* _MATERIAL PROVIDED_:
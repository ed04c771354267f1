//! Image accessibility and loading checks

use crate::checks::{
    ratio, AuditContext, Category, CategoryScore, Checker, CheckerReport, Effort, Evidence,
    Finding, Severity, NO_HTML_PAGES,
};
use crate::crawler::{ImageTag, PageSignals};
use async_trait::async_trait;

const HERO_MARKERS: &[&str] = &["hero", "banner", "lcp"];

/// Pages with more images than this should serve responsive variants
const LARGE_PAGE_IMAGES: usize = 5;

pub struct ImagesChecker;

/// Leading integer of a width/height attribute ("640", "640px")
fn parse_dimension(value: Option<&str>) -> Option<u64> {
    let digits: String = value?.trim().chars().take_while(char::is_ascii_digit).collect();
    digits.parse().ok()
}

/// The image most likely to be the page's largest contentful paint
fn hero_image(signals: &PageSignals) -> Option<&ImageTag> {
    let marked = signals.images.iter().find(|img| {
        let src = img.src.to_lowercase();
        HERO_MARKERS.iter().any(|m| src.contains(m))
    });
    marked.or_else(|| {
        signals.images.first().filter(|img| {
            let width = parse_dimension(img.width.as_deref()).unwrap_or(0);
            let height = parse_dimension(img.height.as_deref()).unwrap_or(0);
            width >= 1000 || width * height >= 300_000
        })
    })
}

fn missing_alt(img: &ImageTag) -> bool {
    img.alt.is_none()
}

fn lacks_srcset(signals: &PageSignals) -> usize {
    if signals.images.len() <= LARGE_PAGE_IMAGES {
        return 0;
    }
    signals.images.iter().filter(|img| img.srcset.is_none()).count()
}

#[async_trait]
impl Checker for ImagesChecker {
    fn name(&self) -> &'static str {
        "images"
    }

    fn category(&self) -> Category {
        Category::Images
    }

    async fn evaluate(&self, ctx: &AuditContext) -> CheckerReport {
        if ctx.html_count() == 0 {
            return CheckerReport::scored(self, CategoryScore::not_measured(NO_HTML_PAGES), Vec::new());
        }

        let images: Vec<(&str, &ImageTag)> = ctx
            .html_pages()
            .flat_map(|(page, signals)| signals.images.iter().map(move |img| (page.url.as_str(), img)))
            .collect();
        let total = images.len();
        let no_alt = images.iter().filter(|(_, img)| missing_alt(img)).count();
        let no_dims = images.iter().filter(|(_, img)| !img.has_dimensions()).count();

        let score = if total == 0 {
            100.0
        } else {
            100.0 - 70.0 * ratio(no_alt, total) - 20.0 * ratio(no_dims, total)
        };

        let mut findings = Vec::new();

        if no_alt > 0 {
            findings.push(
                Finding::new(
                    Category::Images,
                    Severity::Medium,
                    "Images missing alt text",
                    format!("{}/{} images are missing alt text.", no_alt, total),
                )
                .impact("Reduces accessibility and weakens image search relevance.")
                .recommendation("Add descriptive alt text to informative images; keep decorative images empty-alt.")
                .evidence(
                    images
                        .iter()
                        .filter(|(_, img)| missing_alt(img))
                        .map(|(url, img)| Evidence::new(*url, format!("img {}", img.src))),
                )
                .effort(Effort::Low),
            );
        }

        if no_dims > 0 {
            findings.push(
                Finding::new(
                    Category::Images,
                    Severity::Low,
                    "Images without explicit dimensions",
                    format!("{}/{} images have no width and height attributes.", no_dims, total),
                )
                .impact("Images without reserved space shift the layout while loading.")
                .recommendation("Set width and height (or aspect-ratio) on every image.")
                .evidence(
                    images
                        .iter()
                        .filter(|(_, img)| !img.has_dimensions())
                        .map(|(url, img)| Evidence::new(*url, format!("img {}", img.src))),
                )
                .effort(Effort::Low),
            );
        }

        let lazy_heroes: Vec<Evidence> = ctx
            .html_pages()
            .filter_map(|(page, signals)| {
                hero_image(signals)
                    .filter(|img| img.is_lazy())
                    .map(|img| Evidence::new(page.url.clone(), format!("loading=lazy on {}", img.src)))
            })
            .collect();
        if !lazy_heroes.is_empty() {
            findings.push(
                Finding::new(
                    Category::Images,
                    Severity::High,
                    "Hero image lazy-loaded",
                    format!("{} pages lazy-load their hero image.", lazy_heroes.len()),
                )
                .impact("Lazy-loading the LCP image delays the largest contentful paint.")
                .recommendation("Remove loading=\"lazy\" from hero images and consider fetchpriority=\"high\".")
                .evidence(lazy_heroes)
                .effort(Effort::Low),
            );
        }

        let srcset_pages: Vec<Evidence> = ctx
            .html_pages()
            .filter(|(_, signals)| lacks_srcset(signals) > 0)
            .map(|(page, signals)| {
                Evidence::new(page.url.clone(), format!("{} images without srcset", lacks_srcset(signals)))
            })
            .collect();
        if !srcset_pages.is_empty() {
            findings.push(
                Finding::new(
                    Category::Images,
                    Severity::Low,
                    "Missing responsive images",
                    format!(
                        "{} image-heavy pages serve images without srcset.",
                        srcset_pages.len()
                    ),
                )
                .impact("Mobile devices download oversized images.")
                .recommendation("Provide srcset and sizes for content images.")
                .evidence(srcset_pages)
                .effort(Effort::Medium),
            );
        }

        CheckerReport::scored(self, CategoryScore::measured(score), findings)
    }
}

* _ABOUT THIS TASK_: Every entry is to be repeated exactly as it stands.

* _ANSWER BOX_:
repository ed04c771354267f1
//! Image accessibility and loading checks

use crate::checks::{
    ratio, AuditContext, Category, CategoryScore, Checker, CheckerReport, Effort, Evidence,
    Finding, Severity, NO_HTML_PAGES,
};
use crate::crawler::{ImageTag, PageSignals};
use async_trait::async_trait;

const HERO_MARKERS: &[&str] = &["hero", "banner", "lcp"];

/// Pages with more images than this should serve responsive variants
const LARGE_PAGE_IMAGES: usize = 5;

pub struct ImagesChecker;

/// Leading integer of a width/height attribute ("640", "640px")
fn parse_dimension(value: Option<&str>) -> Option<u64> {
    let digits: String = value?.trim().chars().take_while(char::is_ascii_digit).collect();
    digits.parse().ok()
}

/// The image most likely to be the page's largest contentful paint
fn hero_image(signals: &PageSignals) -> Option<&ImageTag> {
    let marked = signals.images.iter().find(|img| {
        let src = img.src.to_lowercase();
        HERO_MARKERS.iter().any(|m| src.contains(m))
    });
    marked.or_else(|| {
        signals.images.first().filter(|img| {
            let width = parse_dimension(img.width.as_deref()).unwrap_or(0);
            let height = parse_dimension(img.height.as_deref()).unwrap_or(0);
            width >= 1000 || width * height >= 300_000
        })
    })
}

fn missing_alt(img: &ImageTag) -> bool {
    img.alt.is_none()
}

fn lacks_srcset(signals: &PageSignals) -> usize {
    if signals.images.len() <= LARGE_PAGE_IMAGES {
        return 0;
    }
    signals.images.iter().filter(|img| img.srcset.is_none()).count()
}

#[async_trait]
impl Checker for ImagesChecker {
    fn name(&self) -> &'static str {
        "images"
    }

    fn category(&self) -> Category {
        Category::Images
    }

    async fn evaluate(&self, ctx: &AuditContext) -> CheckerReport {
        if ctx.html_count() == 0 {
            return CheckerReport::scored(self, CategoryScore::not_measured(NO_HTML_PAGES), Vec::new());
        }

        let images: Vec<(&str, &ImageTag)> = ctx
            .html_pages()
            .flat_map(|(page, signals)| signals.images.iter().map(move |img| (page.url.as_str(), img)))
            .collect();
        let total = images.len();
        let no_alt = images.iter().filter(|(_, img)| missing_alt(img)).count();
        let no_dims = images.iter().filter(|(_, img)| !img.has_dimensions()).count();

        let score = if total == 0 {
            100.0
        } else {
            100.0 - 70.0 * ratio(no_alt, total) - 20.0 * ratio(no_dims, total)
        };

        let mut findings = Vec::new();

        if no_alt > 0 {
            findings.push(
                Finding::new(
                    Category::Images,
                    Severity::Medium,
                    "Images missing alt text",
                    format!("{}/{} images are missing alt text.", no_alt, total),
                )
                .impact("Reduces accessibility and weakens image search relevance.")
                .recommendation("Add descriptive alt text to informative images; keep decorative images empty-alt.")
                .evidence(
                    images
                        .iter()
                        .filter(|(_, img)| missing_alt(img))
                        .map(|(url, img)| Evidence::new(*url, format!("img {}", img.src))),
                )
                .effort(Effort::Low),
            );
        }

        if no_dims > 0 {
            findings.push(
                Finding::new(
                    Category::Images,
                    Severity::Low,
                    "Images without explicit dimensions",
                    format!("{}/{} images have no width and height attributes.", no_dims, total),
                )
                .impact("Images without reserved space shift the layout while loading.")
                .recommendation("Set width and height (or aspect-ratio) on every image.")
                .evidence(
                    images
                        .iter()
                        .filter(|(_, img)| !img.has_dimensions())
                        .map(|(url, img)| Evidence::new(*url, format!("img {}", img.src))),
                )
                .effort(Effort::Low),
            );
        }

        let lazy_heroes: Vec<Evidence> = ctx
            .html_pages()
            .filter_map(|(page, signals)| {
                hero_image(signals)
                    .filter(|img| img.is_lazy())
                    .map(|img| Evidence::new(page.url.clone(), format!("loading=lazy on {}", img.src)))
            })
            .collect();
        if !lazy_heroes.is_empty() {
            findings.push(
                Finding::new(
                    Category::Images,
                    Severity::High,
                    "Hero image lazy-loaded",
                    format!("{} pages lazy-load their hero image.", lazy_heroes.len()),
                )
                .impact("Lazy-loading the LCP image delays the largest contentful paint.")
                .recommendation("Remove loading=\"lazy\" from hero images and consider fetchpriority=\"high\".")
                .evidence(lazy_heroes)
                .effort(Effort::Low),
            );
        }

        let srcset_pages: Vec<Evidence> = ctx
            .html_pages()
            .filter(|(_, signals)| lacks_srcset(signals) > 0)
            .map(|(page, signals)| {
                Evidence::new(page.url.clone(), format!("{} images without srcset", lacks_srcset(signals)))
            })
            .collect();
        if !srcset_pages.is_empty() {
            findings.push(
                Finding::new(
                    Category::Images,
                    Severity::Low,
                    "Missing responsive images",
                    format!(
                        "{} image-heavy pages serve images without srcset.",
                        srcset_pages.len()
                    ),
                )
                .impact("Mobile devices download oversized images.")
                .recommendation("Provide srcset and sizes for content images.")
                .evidence(srcset_pages)
                .effort(Effort::Medium),
            );
        }

        CheckerReport::scored(self, CategoryScore::measured(score), findings)
    }
}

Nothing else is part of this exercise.